Here I Am: Celebrating Diverse Experiences in Children’s Books

Originally posted on The Loft’s Writers’ Block

One of the most serious jobs I have as a father is to get my daughter hooked on books. When I was a little boy, my father taught me how to walk to the Franklin Avenue library and back to our house, which cut down on my begging for toys and the Atari 2600 while keeping me out of gangs and other trouble in our neighborhood. It was in books that I learned that other worlds existed, and indulged (perhaps too much) in fantasizing I was someone else, somewhere else. In my dreams, I often imagined myself as white because all the characters in the books, the myths, the comic books I liked so much were almost always white. They were so unlike myself and my family: poor, alien, shouted at in the streets as Americans of all colors blamed us for the sorrow and hurt of the Vietnam War. So in my dreams I made myself white, too. Handsome, brave, heroic, perfect. Call it a nerd refugee survival mechanism.

I don’t want my daughter to go through the same struggle I did. I am constantly on the lookout for books that feature characters that look like her, her parents, or her classmates, who encompass the full array of diversity you’d expect drawing from the Phillips and Powderhorn neighborhoods in Minneapolis. While there have been some great books given and found, I was desperately looking for a book with a story that could be used as a bridge to explain to my daughter how I and her mother and her grandparents came to this country.
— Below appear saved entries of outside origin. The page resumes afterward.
//! Breadth-first page producer
//!
//! The source runs as its own task and pushes rendered pages into a bounded
//! channel. The receiving end is the lazy stream of crawl results.

use crate::config::SourceConfig;
use crate::source::fetcher::{fetch_html, fetch_url, FetchResult};
use crate::source::parser::{is_nested_sitemap, parse_html, parse_sitemap};
use crate::source::{CrawlResult, SourceError};
use crate::url::{in_scope, normalize_url, same_origin};
use reqwest::Client;
use std::collections::{HashSet, VecDeque};
use tokio::sync::mpsc;
use url::Url;

/// Produces crawl results from seeds, an optional sitemap and link following
#[derive(Debug, Clone)]
pub struct PageSource {
    client: Client,
    seeds: Vec<Url>,
    sitemap: Option<Url>,
    pattern: Option<String>,
    max_depth: u32,
    buffer_size: usize,
}

impl PageSource {
    /// Creates a source from the `[source]` configuration section
    ///
    /// Seeds and the sitemap URL are normalized up front; an invalid one is
    /// an error.
    pub fn new(client: Client, config: &SourceConfig) -> Result<Self, SourceError> {
        let seeds = config
            .seeds
            .iter()
            .map(|seed| {
                normalize_url(seed).map_err(|source| SourceError::InvalidSeed {
                    url: seed.clone(),
                    source,
                })
            })
            .collect::<Result<Vec<_>, _>>()?;

        let sitemap = config
            .sitemap
            .as_deref()
            .map(|raw| {
                Url::parse(raw).map_err(|e| SourceError::InvalidSeed {
                    url: raw.to_string(),
                    source: crate::UrlError::Parse(e.to_string()),
                })
            })
            .transpose()?;

        Ok(Self {
            client,
            seeds,
            sitemap,
            pattern: config.pattern.clone(),
            max_depth: config.max_depth,
            buffer_size: config.buffer_size.max(1),
        })
    }

    /// Normalized seed URLs from the configuration
    pub fn seeds(&self) -> &[Url] {
        &self.seeds
    }

    /// Resolves the starting pages, then starts the producer task
    ///
    /// Returns the stream of results. The stream ends when every reachable
    /// page has been produced, or early if the receiver is dropped. Fails
    /// before anything is spawned if there is nothing to crawl.
    pub async fn start(self) -> Result<mpsc::Receiver<CrawlResult>, SourceError> {
        let seeds = self.resolve_seeds().await?;
        tracing::info!("Page source starting from {} pages", seeds.len());

        let (tx, rx) = mpsc::channel(self.buffer_size);
        tokio::spawn(async move {
            self.produce(seeds, tx).await;
        });
        Ok(rx)
    }

    /// Seeds plus in-scope sitemap entries, deduplicated, in order
    ///
    /// A sitemap failure is only an error when there are no configured seeds
    /// to fall back on. So is a sitemap with no in-scope entries.
    pub async fn resolve_seeds(&self) -> Result<Vec<Url>, SourceError> {
        let mut resolved = self.seeds.clone();

        if let Some(sitemap) = &self.sitemap {
            match self.sitemap_entries(sitemap).await {
                Ok(entries) if entries.is_empty() && resolved.is_empty() => {
                    return Err(SourceError::Sitemap {
                        url: sitemap.to_string(),
                        reason: "no in-scope entries".to_string(),
                    });
                }
                Ok(entries) => {
                    tracing::info!("Sitemap {} lists {} in-scope pages", sitemap, entries.len());
                    resolved.extend(entries);
                }
                Err(e) if resolved.is_empty() => return Err(e),
                Err(e) => tracing::warn!("{}; continuing with configured seeds", e),
            }
        }

        let mut seen = HashSet::new();
        resolved.retain(|url| seen.insert(url.to_string()));
        Ok(resolved)
    }

    async fn sitemap_entries(&self, sitemap: &Url) -> Result<Vec<Url>, SourceError> {
        let locs = self.fetch_sitemap(sitemap).await?;
        let mut entries = Vec::new();

        for loc in locs {
            if is_nested_sitemap(&loc) {
                match Url::parse(&loc) {
                    Ok(nested) => match self.fetch_sitemap(&nested).await {
                        Ok(nested_locs) => entries.extend(nested_locs),
                        Err(e) => tracing::warn!("{}", e),
                    },
                    Err(e) => tracing::debug!("Skipping sitemap entry {}: {}", loc, e),
                }
            } else {
                entries.push(loc);
            }
        }

        Ok(entries
            .iter()
            .filter_map(|loc| normalize_url(loc).ok())
            .filter(|url| in_scope(self.pattern.as_deref(), url))
            .collect())
    }

    async fn fetch_sitemap(&self, sitemap: &Url) -> Result<Vec<String>, SourceError> {
        let failure = |reason: String| SourceError::Sitemap {
            url: sitemap.to_string(),
            reason,
        };

        match fetch_url(&self.client, sitemap.as_str()).await {
            FetchResult::Success { body, .. } => Ok(parse_sitemap(&body)),
            FetchResult::HttpError { status_code } => Err(failure(format!("HTTP {}", status_code))),
            FetchResult::NetworkError { error } => Err(failure(error)),
            FetchResult::ContentMismatch { content_type } => {
                Err(failure(format!("unexpected content type {}", content_type)))
            }
        }
    }

    /// Breadth-first walk; every fetched page with content is sent once
    async fn produce(self, seeds: Vec<Url>, tx: mpsc::Sender<CrawlResult>) {
        let mut visited: HashSet<String> = seeds.iter().map(|url| url.to_string()).collect();
        let mut queue: VecDeque<(Url, u32)> = seeds.into_iter().map(|url| (url, 0)).collect();
        let mut produced = 0usize;

        while let Some((url, depth)) = queue.pop_front() {
            let body = match fetch_html(&self.client, url.as_str()).await {
                FetchResult::Success { body, .. } => body,
                FetchResult::ContentMismatch { content_type } => {
                    tracing::debug!("Skipping {}: content type {}", url, content_type);
                    continue;
                }
                FetchResult::HttpError { status_code } => {
                    tracing::warn!("Skipping {}: HTTP {}", url, status_code);
                    continue;
                }
                FetchResult::NetworkError { error } => {
                    tracing::warn!("Skipping {}: {}", url, error);
                    continue;
                }
            };

            let page = parse_html(&body, &url);

            if depth < self.max_depth {
                for link in &page.links {
                    let Ok(next) = normalize_url(link) else {
                        continue;
                    };
                    if same_origin(&url, &next)
                        && in_scope(self.pattern.as_deref(), &next)
                        && visited.insert(next.to_string())
                    {
                        queue.push_back((next, depth + 1));
                    }
                }
            }

            if page.markdown.trim().is_empty() {
                tracing::debug!("Skipping {}: no content", url);
                continue;
            }

            let result = CrawlResult::new(url.to_string(), page.markdown);
            if tx.send(result).await.is_err() {
                tracing::debug!("Result stream closed, stopping page source");
                return;
            }
            produced += 1;
        }

        tracing::info!(
            "Page source finished: {} pages produced, {} URLs seen",
            produced,
            visited.len()
        );
    }
}
use crate::UrlError;
use url::Url;

/// Query parameters that never change page content
const TRACKING_PARAMS: &[&str] = &[
    "utm_source",
    "utm_medium",
    "utm_campaign",
    "utm_term",
    "utm_content",
    "fbclid",
    "gclid",
    "ref",
];

/// Normalizes a page URL so the same document is only processed once
///
/// # Normalization Steps
///
/// 1. Parse the URL; reject if malformed
/// 2. Accept only HTTP and HTTPS, and require a host
/// 3. Normalize path:
///    - Remove dot segments (. and ..) and empty segments
///    - Remove trailing slash (except for root /)
/// 4. Remove fragment (everything after #)
/// 5. Remove tracking query parameters and sort the rest
///
/// The scheme and the host (beyond the lowercasing done by the parser) are left
/// alone: documentation sites routinely live on `www.` or plain-HTTP hosts.
///
/// # Examples
///
/// ```
/// use doc_digest::url::normalize_url;
///
/// let url = normalize_url("https://Bits-UI.com/docs/intro/#usage").unwrap();
/// assert_eq!(url.as_str(), "https://bits-ui.com/docs/intro");
/// ```
pub fn normalize_url(url_str: &str) -> Result<Url, UrlError> {
    let mut url = Url::parse(url_str.trim()).map_err(|e| UrlError::Parse(e.to_string()))?;

    if url.scheme() != "http" && url.scheme() != "https" {
        return Err(UrlError::InvalidScheme(format!(
            "Only HTTP and HTTPS schemes are supported, got: {}",
            url.scheme()
        )));
    }

    if url.host_str().map_or(true, str::is_empty) {
        return Err(UrlError::MissingHost);
    }

    let normalized_path = normalize_path(url.path());
    url.set_path(&normalized_path);

    url.set_fragment(None);

    if url.query().is_some() {
        let filtered_params = filter_and_sort_query_params(&url);

        if filtered_params.is_empty() {
            url.set_query(None);
        } else {
            let query_string = filtered_params
                .iter()
                .map(|(k, v)| format!("{}={}", k, v))
                .collect::<Vec<_>>()
                .join("&");
            url.set_query(Some(&query_string));
        }
    }

    Ok(url)
}

/// Normalizes a URL path by removing dot segments and trailing slashes
fn normalize_path(path: &str) -> String {
    let mut segments: Vec<&str> = Vec::new();

    for segment in path.split('/') {
        match segment {
            "" | "." => continue,
            ".." => {
                segments.pop();
            }
            _ => segments.push(segment),
        }
    }

    if segments.is_empty() {
        return "/".to_string();
    }

    format!("/{}", segments.join("/"))
}

/// Filters out tracking parameters and sorts remaining query parameters
fn filter_and_sort_query_params(url: &Url) -> Vec<(String, String)> {
    let mut params: Vec<(String, String)> = url
        .query_pairs()
        .filter(|(key, _)| !is_tracking_param(key))
        .map(|(k, v)| (k.to_string(), v.to_string()))
        .collect();

    params.sort_by(|a, b| a.0.cmp(&b.0));

    params
}

fn is_tracking_param(key: &str) -> bool {
    TRACKING_PARAMS.contains(&key) || key.starts_with("utm_")
}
I stumbled on Here I Am totally by accident. Written by Patti Kim and illustrated by Sonia Sánchez, it tells the story of a young boy moving from an undisclosed Asian country with his family to New York City. He finds the place somehow overcrowded yet lonely, strange and overwhelming. His sole comfort is a red seed he finds in his pocket that allows him to dream and envision beautiful places in his imagination. One day he drops the seed from the window of his family’s apartment, and a girl happens by and picks it up. He runs out to pursue her, desperate to get his magic seed back, but soon finds himself getting lost in the good smells emanating from restaurants, pretzels sold by street vendors, people feeding birds in the street, families spending time together in the park, and finds a new friend.
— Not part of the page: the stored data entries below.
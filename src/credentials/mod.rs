//! Credential pool for the summarization service
//!
//! This module provides:
//! - `Credential`: one named API key
//! - `CredentialState`: cooldown and revocation tracking for one key
//! - `CredentialRotator`: the shared pool handing out keys to jobs

mod rotator;
mod state;

pub use rotator::CredentialRotator;
pub use state::CredentialState;

use std::fmt;
use std::time::Duration;
use thiserror::Error;

/// One named API key
///
/// `Debug` never prints the key itself.
#[derive(Clone, PartialEq, Eq)]
pub struct Credential {
    name: String,
    key: String,
}

impl Credential {
    pub fn new(name: impl Into<String>, key: impl Into<String>) -> Self {
        Self {
            name: name.into(),
            key: key.into(),
        }
    }

    /// Identifier of the credential (its environment variable name)
    pub fn name(&self) -> &str {
        &self.name
    }

    /// The secret itself
    pub fn key(&self) -> &str {
        &self.key
    }
}

impl fmt::Debug for Credential {
    fn fmt(&self, f: &mut fmt::Formatter<'_>) -> fmt::Result {
        f.debug_struct("Credential")
            .field("name", &self.name)
            .field("key", &"<redacted>")
            .finish()
    }
}

/// No credential in the pool is usable right now
#[derive(Debug, Clone, PartialEq, Eq, Error)]
#[error("All {pool_size} credentials are exhausted{}", retry_hint(.retry_in))]
pub struct PoolExhausted {
    /// Total number of credentials in the pool
    pub pool_size: usize,

    /// Time until the earliest cooldown expires; `None` if none ever will
    pub retry_in: Option<Duration>,
}

fn retry_hint(retry_in: &Option<Duration>) -> String {
    match retry_in {
        Some(wait) => format!(" (next one free in {:.1}s)", wait.as_secs_f64()),
        None => String::new(),
    }
}
use crate::config::RetryConfig;
use crate::job::JobError;
use std::time::Duration;

/// Retry policy of a job
///
/// After the n-th failed attempt the job waits a uniformly random time
/// between `min_delay` and `base_delay * 2^n`, capped at `max_delay`.
#[derive(Debug, Clone, PartialEq)]
pub struct RetryPolicy {
    /// Total number of attempts, including the first
    pub max_attempts: u32,
    pub base_delay: Duration,
    pub min_delay: Duration,
    pub max_delay: Duration,
}

impl Default for RetryPolicy {
    fn default() -> Self {
        Self {
            max_attempts: 5,
            base_delay: Duration::from_secs(1),
            min_delay: Duration::from_secs(1),
            max_delay: Duration::from_secs(60),
        }
    }
}

impl RetryPolicy {
    /// Creates a policy from the `[retry]` configuration section
    pub fn from_config(config: &RetryConfig) -> Self {
        Self {
            max_attempts: config.max_attempts,
            base_delay: Duration::from_secs(config.base_delay_secs),
            min_delay: Duration::from_secs(config.min_delay_secs),
            max_delay: Duration::from_secs(config.max_delay_secs),
        }
    }

    /// Whether a job that just failed its `attempt`-th try should go again
    pub fn should_retry(&self, attempt: u32, error: &JobError) -> bool {
        attempt < self.max_attempts && error.is_retryable()
    }

    /// Upper bound of the wait after `attempt` failed attempts
    pub fn ceiling(&self, attempt: u32) -> Duration {
        let exponential = self.base_delay.as_secs_f64() * 2f64.powi(attempt.min(32) as i32);
        let capped = exponential.min(self.max_delay.as_secs_f64());
        Duration::from_secs_f64(capped.max(self.min_delay.as_secs_f64()))
    }

    /// Randomized wait after `attempt` failed attempts
    pub fn backoff(&self, attempt: u32) -> Duration {
        let low = self.min_delay.as_secs_f64();
        let high = self.ceiling(attempt).as_secs_f64();

        if high <= low {
            return self.min_delay;
        }

        Duration::from_secs_f64(rand::random_range(low..=high))
    }

    /// Clamps a wait into `[min_delay, max_delay]`
    pub fn clamp(&self, wait: Duration) -> Duration {
        wait.max(self.min_delay).min(self.max_delay)
    }
}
There are barely any words at all. There is, however, a narrative. The images flow in ways that are linear but very creative. The pages where the boy leaves his birth country feature panels that sprawl across expansive white pages, contrasting immediately with the ones that follow in his new home in New York, its panels full of busy images chaotically crammed together. One page has staggered panels set atop a subway map, as if each panel was a train stop slightly askew, showing the confusion of those experimenting with a new country’s subway system.

This story is not exactly the same as mine. As a baby, I came to Minnesota as a refugee from war. As the youngest, I remember my father telling me stories about the war and the country we left that I was too young to remember, and at times flipping roles at night and telling my mother fairy tales in English to help her get to sleep.
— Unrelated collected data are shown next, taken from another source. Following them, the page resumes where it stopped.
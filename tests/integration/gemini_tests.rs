//! Gemini client against a mock API

use doc_digest::config::SummarizerConfig;
use doc_digest::summarize::GeminiClient;
use doc_digest::{Credential, SummarizeError, Summarizer};
use serde_json::json;
use std::time::Duration;
use wiremock::matchers::{body_partial_json, header, method, path};
use wiremock::{Mock, MockServer, ResponseTemplate};

const GENERATE_PATH: &str = "/v1beta/models/gemini-2.5-flash:generateContent";

fn client_for(server: &MockServer) -> GeminiClient {
    let config = SummarizerConfig {
        endpoint: format!("{}/v1beta", server.uri()),
        timeout_secs: 5,
        ..SummarizerConfig::default()
    };
    GeminiClient::new(reqwest::Client::new(), &config)
}

fn credential() -> Credential {
    Credential::new("GEMINI_API_KEY_1", "key-1")
}

async fn summarize_with(server: &MockServer) -> Result<String, SummarizeError> {
    client_for(server)
        .summarize(&credential(), "# Page\n\nSome text")
        .await
}

#[tokio::test]
async fn test_successful_summary() {
    let server = MockServer::start().await;

    Mock::given(method("POST"))
        .and(path(GENERATE_PATH))
        .and(header("x-goog-api-key", "key-1"))
        .and(body_partial_json(json!({
            "contents": [{"role": "user", "parts": [{"text": "# Page\n\nSome text"}]}]
        })))
        .respond_with(ResponseTemplate::new(200).set_body_json(json!({
            "candidates": [{
                "content": {"parts": [{"text": "condensed"}], "role": "model"},
                "finishReason": "STOP"
            }]
        })))
        .expect(1)
        .mount(&server)
        .await;

    assert_eq!(summarize_with(&server).await.unwrap(), "condensed");
}

#[tokio::test]
async fn test_rate_limit_with_retry_after_header() {
    let server = MockServer::start().await;

    Mock::given(method("POST"))
        .respond_with(ResponseTemplate::new(429).insert_header("retry-after", "7"))
        .mount(&server)
        .await;

    assert_eq!(
        summarize_with(&server).await.unwrap_err(),
        SummarizeError::RateLimited {
            retry_after: Some(Duration::from_secs(7))
        }
    );
}

#[tokio::test]
async fn test_rate_limit_with_retry_info() {
    let server = MockServer::start().await;

    Mock::given(method("POST"))
        .respond_with(ResponseTemplate::new(429).set_body_json(json!({
            "error": {
                "code": 429,
                "message": "Resource has been exhausted",
                "status": "RESOURCE_EXHAUSTED",
                "details": [{
                    "@type": "type.googleapis.com/google.rpc.RetryInfo",
                    "retryDelay": "37s"
                }]
            }
        })))
        .mount(&server)
        .await;

    assert_eq!(
        summarize_with(&server).await.unwrap_err(),
        SummarizeError::RateLimited {
            retry_after: Some(Duration::from_secs(37))
        }
    );
}

#[tokio::test]
async fn test_forbidden_rejects_credential() {
    let server = MockServer::start().await;

    Mock::given(method("POST"))
        .respond_with(ResponseTemplate::new(403).set_body_json(json!({
            "error": {"code": 403, "message": "Permission denied", "status": "PERMISSION_DENIED"}
        })))
        .mount(&server)
        .await;

    let err = summarize_with(&server).await.unwrap_err();
    assert!(matches!(err, SummarizeError::CredentialRejected(_)));
    assert!(err.to_string().contains("PERMISSION_DENIED"));
}

#[tokio::test]
async fn test_invalid_key_rejects_credential() {
    let server = MockServer::start().await;

    Mock::given(method("POST"))
        .respond_with(ResponseTemplate::new(400).set_body_json(json!({
            "error": {
                "code": 400,
                "message": "API key not valid. Please pass a valid API key.",
                "status": "INVALID_ARGUMENT",
                "details": [{"@type": "type.googleapis.com/google.rpc.ErrorInfo", "reason": "API_KEY_INVALID"}]
            }
        })))
        .mount(&server)
        .await;

    assert!(matches!(
        summarize_with(&server).await,
        Err(SummarizeError::CredentialRejected(_))
    ));
}

#[tokio::test]
async fn test_bad_request_is_rejected() {
    let server = MockServer::start().await;

    Mock::given(method("POST"))
        .respond_with(ResponseTemplate::new(400).set_body_json(json!({
            "error": {"code": 400, "message": "Request payload too large", "status": "INVALID_ARGUMENT"}
        })))
        .mount(&server)
        .await;

    let err = summarize_with(&server).await.unwrap_err();
    assert!(matches!(err, SummarizeError::Rejected(_)));
    assert!(!err.is_retryable());
}

#[tokio::test]
async fn test_server_error_is_transient() {
    let server = MockServer::start().await;

    Mock::given(method("POST"))
        .respond_with(ResponseTemplate::new(503).set_body_string("overloaded"))
        .mount(&server)
        .await;

    assert_eq!(
        summarize_with(&server).await.unwrap_err(),
        SummarizeError::Transient("HTTP 503".to_string())
    );
}

#[tokio::test]
async fn test_slow_response_is_transient() {
    let server = MockServer::start().await;

    Mock::given(method("POST"))
        .respond_with(ResponseTemplate::new(200).set_delay(Duration::from_secs(3)))
        .mount(&server)
        .await;

    let config = SummarizerConfig {
        endpoint: format!("{}/v1beta", server.uri()),
        timeout_secs: 1,
        ..SummarizerConfig::default()
    };
    let client = GeminiClient::new(reqwest::Client::new(), &config);

    assert_eq!(
        client.summarize(&credential(), "text").await.unwrap_err(),
        SummarizeError::Transient("Request timeout".to_string())
    );
}

#[tokio::test]
async fn test_empty_candidates_are_malformed() {
    let server = MockServer::start().await;

    Mock::given(method("POST"))
        .respond_with(ResponseTemplate::new(200).set_body_json(json!({"candidates": []})))
        .mount(&server)
        .await;

    assert!(matches!(
        summarize_with(&server).await,
        Err(SummarizeError::Malformed(_))
    ));
}

#[tokio::test]
async fn test_non_json_body_is_malformed() {
    let server = MockServer::start().await;

    Mock::given(method("POST"))
        .respond_with(ResponseTemplate::new(200).set_body_string("<html>proxy page</html>"))
        .mount(&server)
        .await;

    assert!(matches!(
        summarize_with(&server).await,
        Err(SummarizeError::Malformed(_))
    ));
}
But a story doesn’t have to be exactly the same as your own to be powerful. What I love about this book is that you can add whatever language you speak to the pages, or use none at all. My daughter and I like to make up words for the story together, and we sometimes take a moment to ask questions and imagine what the characters are thinking. Does the boy like the laundromat better than the bookstore? Should you feed pigeons pretzels? Should we go fishing sometime, like that child does with their father? And sometimes we go a bit deeper. The main character, I tell my daughter, was born in a different country and came to America, like your daddy, like your momma.

I don’t want to get too heavy handed with it. I just want her to know that stories like hers exist and that she doesn’t have to imagine that she is someone else in order to be valued. I want her to know she comes from somewhere real, and that I hope she gets to define for herself how important that is to her identity in the future. I want her to move away from this idea we are all taught, that her daddy internalized as a little boy and that he spent his lifetime fighting against: that whiteness is somehow universal, that white people and white stories must be centered, that we must dream our bodies as white to be seen as heroic or even just human. I want her to celebrate the many different stories, ones like hers and ones that are nothing like hers, as many existing as there are bodies in the world.

Sometimes, when we are done reading through Here I Am together, my daughter smiles and asks me to read it to her again. Ultimately that’s the best review for a children’s book I can give.

2 thoughts on “Here I Am: Celebrating Diverse Experiences in Children’s Books

  1. Hey. Love this story. I wrote an ebook called “Teach Your Child To Love Reading” at http://www.teachtolovereading. WordPress.com. I did this because I wanted to be very deliberate in creating children who loved to read.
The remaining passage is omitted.